Pritzker Expands Access to Next Round of Vaccines to More Seniors
Illinoisans who are 65 years old or older won’t have to wait as long as originally planned before they can get access to COVID-19 vaccines, Gov. JB Pritzker announced Wednesday.
He said the older residents, along with many essential workers, should start getting shots as vaccines become more widely available in the coming weeks.
The decision marks a change in policy and a break from federal guidelines issued by the Centers for Disease Control and Prevention, which suggested that the second wave of vaccinations should go to essential workers and residents over 75 years old. The governor’s move essentially allows people between 65 and 75 to move up in line.
The problem with the CDC guidelines, Pritzker said, is that they did not address racial disparities in COVID-19 deaths in Illinois, because of the lack of health care and other factors that put Black and Hispanic Illinoisans at increased risk of dying from the disease.
“The average age of death from COVID-19 is much lower than 75 for Black and Latino Illinoisans,” Pritzker said. “While the average white person in Illinois who died from COVID-19 passed away at age 81, the average age of COVID-related death for Black Illinoisans is 72. And it’s 68 for Hispanic Illinoisans.”
“I believe our exit plan for this pandemic must, on balance, overcome the structural inequalities that have allowed COVID-19 to rage through our most vulnerable communities. Lowering our minimum age for vaccinations in [the next phase] is one critical component in addressing that,” the governor said.
Pritzker’s announcement comes as governors in other states have also placed a higher priority on older adults getting vaccines. But those states have taken varying approaches. Florida, with a large retiree population, for example, let people who are 65 or older qualify for the vaccine almost immediately.
In Illinois, though, Pritzker is allowing residents in that age bracket to get vaccines only after “Illinois makes substantial progress” delivering vaccines to health care workers and people in long-term care facilities, according to the governor’s office.
The next phase would start once “federal vaccine deliveries increase.” The governor said that would be in a few weeks.
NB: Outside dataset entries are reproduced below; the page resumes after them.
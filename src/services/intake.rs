use bytes::Bytes;
use std::sync::Arc;

use crate::api::error::AppError;
use crate::config::AppConfig;
use crate::models::{Category, NewUpload, UploadRecord};
use crate::services::record_store::RecordStore;
use crate::services::storage::{StorageService, storage_key};
use crate::utils::validation::{
    ValidationError, sanitize_filename, validate_content, validate_extension, validate_file_size,
};

/// One file part of an upload form
#[derive(Debug, Clone)]
pub struct Attachment {
    pub category: Category,
    pub filename: String,
    pub data: Bytes,
}

/// Raw upload form, before validation
#[derive(Debug, Clone, Default)]
pub struct Submission {
    pub subject: Option<String>,
    pub experiment: Option<String>,
    pub batch: Option<String>,
    pub attachments: Vec<Attachment>,
}

/// Attachment that passed every check and is ready to store
struct Accepted {
    category: Category,
    filename: String,
    data: Bytes,
    content_type: Option<String>,
}

fn non_blank(value: Option<String>) -> Option<String> {
    value
        .map(|v| v.trim().to_string())
        .filter(|v| !v.is_empty())
}

pub struct IntakeService {
    records: Arc<dyn RecordStore>,
    storage: Arc<dyn StorageService>,
    config: AppConfig,
}

impl IntakeService {
    pub fn new(
        records: Arc<dyn RecordStore>,
        storage: Arc<dyn StorageService>,
        config: AppConfig,
    ) -> Self {
        Self {
            records,
            storage,
            config,
        }
    }

    fn check(&self, attachment: Attachment) -> Result<Accepted, ValidationError> {
        let filename = sanitize_filename(&attachment.filename)?;
        let ext = validate_extension(&filename, &self.config.allowed_extensions)?;
        validate_file_size(&filename, attachment.data.len(), self.config.max_file_size)?;
        let content_type =
            validate_content(&filename, &ext, &attachment.data, self.config.screen_images)?;

        Ok(Accepted {
            category: attachment.category,
            filename,
            data: attachment.data,
            content_type,
        })
    }

    /// Validates a submission, stores each attachment and appends one
    /// catalog record per stored file.
    ///
    /// Every attachment is checked before anything is written. A storage
    /// failure midway leaves the files already stored in the catalog.
    pub async fn submit(&self, submission: Submission) -> Result<Vec<UploadRecord>, AppError> {
        let (Some(subject), Some(experiment)) = (
            non_blank(submission.subject),
            non_blank(submission.experiment),
        ) else {
            return Err(AppError::BadRequest(
                "Subject and Experiment are required.".to_string(),
            ));
        };
        let batch = non_blank(submission.batch);

        let mut accepted: Vec<Accepted> = Vec::new();
        for attachment in submission.attachments {
            if attachment.filename.trim().is_empty() || attachment.data.is_empty() {
                continue;
            }
            if accepted.iter().any(|a| a.category == attachment.category) {
                tracing::warn!(
                    "Ignoring duplicate '{}' attachment {}",
                    attachment.category,
                    attachment.filename
                );
                continue;
            }
            accepted.push(self.check(attachment)?);
        }

        if accepted.is_empty() {
            return Err(AppError::BadRequest("No valid files uploaded.".to_string()));
        }

        let mut stored = Vec::with_capacity(accepted.len());
        for file in accepted {
            let key = storage_key(
                batch.as_deref(),
                &subject,
                &experiment,
                file.category,
                &file.filename,
            );
            let size = file.data.len() as i64;

            self.storage
                .upload_file(&key, file.data, file.content_type.as_deref())
                .await
                .map_err(|e| {
                    AppError::Internal(format!("Failed to store {}: {}", file.filename, e))
                })?;

            let record = self
                .records
                .append(NewUpload {
                    batch: batch.clone(),
                    subject: subject.clone(),
                    experiment: experiment.clone(),
                    category: file.category,
                    url: self.storage.public_url(&key),
                    filename: file.filename,
                    storage_key: key,
                    size,
                    content_type: file.content_type,
                })
                .await?;

            tracing::info!(
                "📥 Stored upload #{} {} ({} bytes) for {} / {}",
                record.id,
                record.storage_key,
                size,
                subject,
                experiment
            );
            stored.push(record);
        }

        Ok(stored)
    }
}

#[cfg(test)]
mod tests {
    use super::*;
    use crate::services::record_store::DbRecordStore;
    use crate::services::storage::LocalStorageService;

    struct Fixture {
        service: IntakeService,
        records: Arc<dyn RecordStore>,
        storage: Arc<dyn StorageService>,
        _dir: tempfile::TempDir,
    }

    async fn fixture() -> Fixture {
        let db = sea_orm::Database::connect("sqlite::memory:").await.unwrap();
        crate::infrastructure::database::run_migrations(&db)
            .await
            .unwrap();
        let dir = tempfile::tempdir().unwrap();
        let records: Arc<dyn RecordStore> = Arc::new(DbRecordStore::new(db));
        let storage: Arc<dyn StorageService> =
            Arc::new(LocalStorageService::new(dir.path(), "http://localhost:5000"));
        let config = AppConfig {
            screen_images: false,
            ..AppConfig::default()
        };
        Fixture {
            service: IntakeService::new(records.clone(), storage.clone(), config),
            records,
            storage,
            _dir: dir,
        }
    }

    fn attachment(category: Category, filename: &str, data: &'static [u8]) -> Attachment {
        Attachment {
            category,
            filename: filename.to_string(),
            data: Bytes::from_static(data),
        }
    }

    fn submission(attachments: Vec<Attachment>) -> Submission {
        Submission {
            subject: Some("Blockchain".to_string()),
            experiment: Some("Experiment 3".to_string()),
            batch: Some("B2".to_string()),
            attachments,
        }
    }

    #[tokio::test]
    async fn test_stores_each_attachment() {
        let fx = fixture().await;
        let stored = fx
            .service
            .submit(submission(vec![
                attachment(Category::Code, "main.py", b"print('chain')"),
                attachment(Category::Rubric, "writeup.pdf", b"%PDF-1.4 body"),
            ]))
            .await
            .unwrap();

        assert_eq!(stored.len(), 2);
        assert_eq!(stored[0].category, Category::Code);
        assert_eq!(stored[0].storage_key, "B2/Blockchain/Experiment 3/code_main.py");
        assert!(fx.storage.file_exists(&stored[0].storage_key).await.unwrap());
        assert_eq!(fx.records.list().await.unwrap().len(), 2);
    }

    #[tokio::test]
    async fn test_requires_subject_and_experiment() {
        let fx = fixture().await;
        let mut sub = submission(vec![attachment(Category::Code, "a.py", b"x = 1")]);
        sub.subject = Some("   ".to_string());
        let err = fx.service.submit(sub).await.unwrap_err();
        assert!(matches!(err, AppError::BadRequest(ref m) if m.contains("required")));

        let mut sub = submission(vec![attachment(Category::Code, "a.py", b"x = 1")]);
        sub.experiment = None;
        assert!(fx.service.submit(sub).await.is_err());
        assert!(fx.records.list().await.unwrap().is_empty());
    }

    #[tokio::test]
    async fn test_requires_an_attachment() {
        let fx = fixture().await;
        let err = fx.service.submit(submission(vec![])).await.unwrap_err();
        assert!(matches!(err, AppError::BadRequest(_)));

        // empty parts count as not attached
        let err = fx
            .service
            .submit(submission(vec![attachment(Category::Output, "", b"")]))
            .await
            .unwrap_err();
        assert!(matches!(err, AppError::BadRequest(_)));
        assert!(fx.records.list().await.unwrap().is_empty());
    }

    #[tokio::test]
    async fn test_one_bad_file_stores_nothing() {
        let fx = fixture().await;
        let err = fx
            .service
            .submit(submission(vec![
                attachment(Category::Code, "main.py", b"print(1)"),
                attachment(Category::Rubric, "report.pdf", b"not a pdf"),
            ]))
            .await
            .unwrap_err();
        assert!(matches!(err, AppError::BadRequest(ref m) if m.contains("report.pdf")));
        assert!(fx.records.list().await.unwrap().is_empty());
        assert!(
            !fx.storage
                .file_exists("B2/Blockchain/Experiment 3/code_main.py")
                .await
                .unwrap()
        );
    }

    #[tokio::test]
    async fn test_rejects_disallowed_extension() {
        let fx = fixture().await;
        let err = fx
            .service
            .submit(submission(vec![attachment(Category::Code, "run.sh", b"rm -rf /")]))
            .await
            .unwrap_err();
        assert!(matches!(err, AppError::BadRequest(ref m) if m == "Unsupported file type: run.sh"));
    }

    #[tokio::test]
    async fn test_blank_batch_is_absent() {
        let fx = fixture().await;
        let mut sub = submission(vec![attachment(Category::Code, "a.txt", b"notes")]);
        sub.batch = Some(" ".to_string());
        let stored = fx.service.submit(sub).await.unwrap();
        assert_eq!(stored[0].batch, None);
        assert!(stored[0].storage_key.starts_with("~/"));
    }

    #[tokio::test]
    async fn test_duplicate_category_keeps_first() {
        let fx = fixture().await;
        let stored = fx
            .service
            .submit(submission(vec![
                attachment(Category::Code, "first.py", b"1"),
                attachment(Category::Code, "second.py", b"2"),
            ]))
            .await
            .unwrap();
        assert_eq!(stored.len(), 1);
        assert_eq!(stored[0].filename, "first.py");
    }
}
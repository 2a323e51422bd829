use chrono::{DateTime, Utc};
use serde::{Deserialize, Serialize};
use std::collections::BTreeMap;
use std::fmt;
use std::str::FromStr;
use utoipa::ToSchema;

/// Fixed kind of lab attachment, also the multipart field name it arrives under
#[derive(Debug, Clone, Copy, PartialEq, Eq, Hash, Serialize, Deserialize, ToSchema)]
#[serde(rename_all = "lowercase")]
pub enum Category {
    /// Writeup / rubric document
    Rubric,
    /// Output screenshots or results
    Output,
    Code,
}

impl Category {
    pub const ALL: [Category; 3] = [Category::Rubric, Category::Output, Category::Code];

    pub fn as_str(&self) -> &'static str {
        match self {
            Category::Rubric => "rubric",
            Category::Output => "output",
            Category::Code => "code",
        }
    }

    /// Maps a multipart field name onto a category
    pub fn from_field(name: &str) -> Option<Self> {
        name.parse().ok()
    }
}

impl fmt::Display for Category {
    fn fmt(&self, f: &mut fmt::Formatter<'_>) -> fmt::Result {
        f.write_str(self.as_str())
    }
}

impl FromStr for Category {
    type Err = anyhow::Error;

    fn from_str(s: &str) -> Result<Self, Self::Err> {
        match s {
            "rubric" => Ok(Category::Rubric),
            "output" => Ok(Category::Output),
            "code" => Ok(Category::Code),
            other => Err(anyhow::anyhow!("Unknown category: {}", other)),
        }
    }
}

/// A stored upload as seen by the rest of the application
#[derive(Debug, Clone, PartialEq)]
pub struct UploadRecord {
    pub id: i32,
    pub batch: Option<String>,
    pub subject: String,
    pub experiment: String,
    pub category: Category,
    pub filename: String,
    pub url: String,
    pub storage_key: String,
    pub size: i64,
    pub content_type: Option<String>,
    pub created_at: DateTime<Utc>,
}

/// Metadata for a record about to be appended
#[derive(Debug, Clone)]
pub struct NewUpload {
    pub batch: Option<String>,
    pub subject: String,
    pub experiment: String,
    pub category: Category,
    pub filename: String,
    pub url: String,
    pub storage_key: String,
    pub size: i64,
    pub content_type: Option<String>,
}

/// subject -> experiment -> category -> [(filename, url)]
///
/// `BTreeMap` keeps every level in lexicographic key order.
pub type CatalogView = BTreeMap<String, BTreeMap<String, BTreeMap<String, Vec<(String, String)>>>>;
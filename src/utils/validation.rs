use image::DynamicImage;
use std::collections::HashSet;
use std::path::Path;

/// Minimum width and height of an output screenshot in pixels
pub const MIN_IMAGE_SIDE: u32 = 400;
/// Screenshots rarely carry more distinct colors than this; photos do
pub const MAX_IMAGE_COLORS: usize = 100_000;

#[derive(Debug, Clone, PartialEq, Eq)]
pub struct ValidationError {
    pub code: &'static str,
    pub message: String,
}

impl ValidationError {
    pub fn new(code: &'static str, message: impl Into<String>) -> Self {
        Self {
            code,
            message: message.into(),
        }
    }
}

impl std::fmt::Display for ValidationError {
    fn fmt(&self, f: &mut std::fmt::Formatter<'_>) -> std::fmt::Result {
        write!(f, "{}", self.message)
    }
}

impl std::error::Error for ValidationError {}

/// Lowercased extension of `filename`, if any
pub fn file_extension(filename: &str) -> Option<String> {
    Path::new(filename)
        .extension()
        .and_then(|e| e.to_str())
        .map(|e| e.to_lowercase())
}

/// Strips path components and replaces characters that are unsafe in
/// storage keys or download headers
pub fn sanitize_filename(filename: &str) -> Result<String, ValidationError> {
    // Browsers on Windows may send the full client path
    let last = filename.rsplit(['/', '\\']).next().unwrap_or("");

    if filename.contains("..") {
        tracing::warn!("Path traversal attempt detected: {}", filename);
    }

    let sanitized: String = last
        .trim()
        .chars()
        .map(|c| {
            if c.is_control() || matches!(c, ':' | '*' | '?' | '"' | '<' | '>' | '|' | ';') {
                '_'
            } else {
                c
            }
        })
        .collect();
    let sanitized = sanitized.trim_start_matches('.').to_string();

    if sanitized.is_empty() {
        return Err(ValidationError::new(
            "INVALID_FILENAME",
            "Filename cannot be empty",
        ));
    }

    // Limit length safely for UTF-8
    let sanitized = if sanitized.len() > 200 {
        let mut end = 200;
        while !sanitized.is_char_boundary(end) {
            end -= 1;
        }
        sanitized[..end].to_string()
    } else {
        sanitized
    };

    Ok(sanitized)
}

pub fn validate_extension(filename: &str, allowed: &[String]) -> Result<String, ValidationError> {
    match file_extension(filename) {
        Some(ext) if allowed.iter().any(|a| a == &ext) => Ok(ext),
        _ => Err(ValidationError::new(
            "UNSUPPORTED_TYPE",
            format!("Unsupported file type: {}", filename),
        )),
    }
}

pub fn validate_file_size(
    filename: &str,
    size: usize,
    max_size: usize,
) -> Result<(), ValidationError> {
    if size > max_size {
        return Err(ValidationError::new(
            "FILE_TOO_LARGE",
            format!(
                "{} exceeds max allowed size of {} MB.",
                filename,
                max_size / 1024 / 1024
            ),
        ));
    }
    Ok(())
}

/// Checks that the bytes match what the extension claims.
///
/// Returns the sniffed MIME type when one could be determined.
pub fn validate_content(
    filename: &str,
    ext: &str,
    data: &[u8],
    screen_images: bool,
) -> Result<Option<String>, ValidationError> {
    let invalid = || {
        ValidationError::new(
            "INVALID_CONTENT",
            format!("Invalid or unsupported file content: {}", filename),
        )
    };

    let sniffed = infer::get(data);

    match ext {
        "pdf" => {
            if !data.starts_with(b"%PDF") {
                return Err(invalid());
            }
            Ok(Some("application/pdf".to_string()))
        }
        "png" | "jpg" | "jpeg" => {
            let expected = if ext == "png" { "image/png" } else { "image/jpeg" };
            match sniffed {
                Some(kind) if kind.mime_type() == expected => {}
                _ => return Err(invalid()),
            }
            let img = image::load_from_memory(data).map_err(|e| {
                tracing::debug!("Image decode failed for {}: {}", filename, e);
                invalid()
            })?;
            if screen_images && !looks_like_screenshot(&img) {
                return Err(invalid());
            }
            Ok(Some(expected.to_string()))
        }
        _ => {
            if infer::is_app(data) {
                tracing::warn!("Executable content uploaded as {}", filename);
                return Err(invalid());
            }
            Ok(sniffed.map(|kind| kind.mime_type().to_string()))
        }
    }
}

/// Heuristics that reject memes, selfies and random photos while letting
/// program output screenshots through
pub fn looks_like_screenshot(img: &DynamicImage) -> bool {
    let (width, height) = (img.width(), img.height());
    if width < MIN_IMAGE_SIDE || height < MIN_IMAGE_SIDE {
        return false;
    }

    let ratio = width as f64 / height as f64;
    if !(0.5..=2.0).contains(&ratio) {
        return false;
    }

    let rgb = img.to_rgb8();
    let mut colors = HashSet::new();
    let mut total = [0u64; 3];
    for pixel in rgb.pixels() {
        let [r, g, b] = pixel.0;
        total[0] += r as u64;
        total[1] += g as u64;
        total[2] += b as u64;
        if colors.len() <= MAX_IMAGE_COLORS {
            colors.insert(pixel.0);
        }
    }
    if colors.len() > MAX_IMAGE_COLORS {
        return false;
    }

    let pixels = (width as u64) * (height as u64);
    let brightness = total.iter().map(|c| *c as f64 / pixels as f64).sum::<f64>() / 3.0;
    (50.0..=220.0).contains(&brightness)
}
Adding the new group of seniors would bring the number of Illinoisans who qualify for the next round of vaccines to 3.2 million people -- 1.3 million people who qualify as “frontline essential workers” and 1.9 million adults over the age of 65.
The governor’s office noted that many of the essential workers included in the next vaccination group are at a higher risk of contracting COVID-19 because of the nature of their work, the fact that they cannot work from home and the fact that many do not work in areas where physical distancing is possible. Communities of color are disproportionately represented in many of these situations, Pritzker’s office noted.
Illinois is following the CDC guidelines in determining who qualify as essential workers. That group includes first responders, teachers, school support staff, childcare workers, manufacturing workers, grocery store employees; postal workers; public transit employees; corrections workers and incarcerated people, among others.
The governor said the “biggest hold up” for the next wave of people getting their shots is the short supply of vaccine available.
But Pritzker said he anticipated that the number of available doses would start increasing soon. The governor said the incoming administration of President-elect Joe Biden would likely invoke the Defense Production Act, which gives the federal government special powers to support the military or protect homeland security, to speed up production of vaccines. Meanwhile, two additional vaccine manufacturers – Johnson & Johnson and AstraZeneca – could get FDA emergency approval to distribute their vaccines by late January or early February, which would make vaccines from four companies available to U.S. residents.
Once the vaccine is available, the governor said he would use “every available state resource -- a massive infrastructure and logistics effort – to get this vaccine out to as many people as possible as quickly as possible.”
“Our goal is to expand vaccination infrastructure right now … especially in communities that have been disproportionately impacted, to move these vaccines through our state at an even faster pace,” he said.
The governor did not give many firm details, but said that those efforts could include mass-inoculation sites at sports stadiums or specially designed events for first responders such as teachers.
Illinois has received more than 542,000 doses of COVID-19 vaccine, according to the CDC. So far, though, only 190,000 people in Illinois have received their first shot.
Part of the reason for the disparity, Pritzker said, was that the CDC tracked delivery of the vaccine immediately, but that vaccinations could take as long as three days to get entered into the system. The number of doses shipped to Illinois have been increasing at a faster pace than the number of patients receiving them in recent days, though. The governor’s office did not immediately provide an explanation for reporting the lag.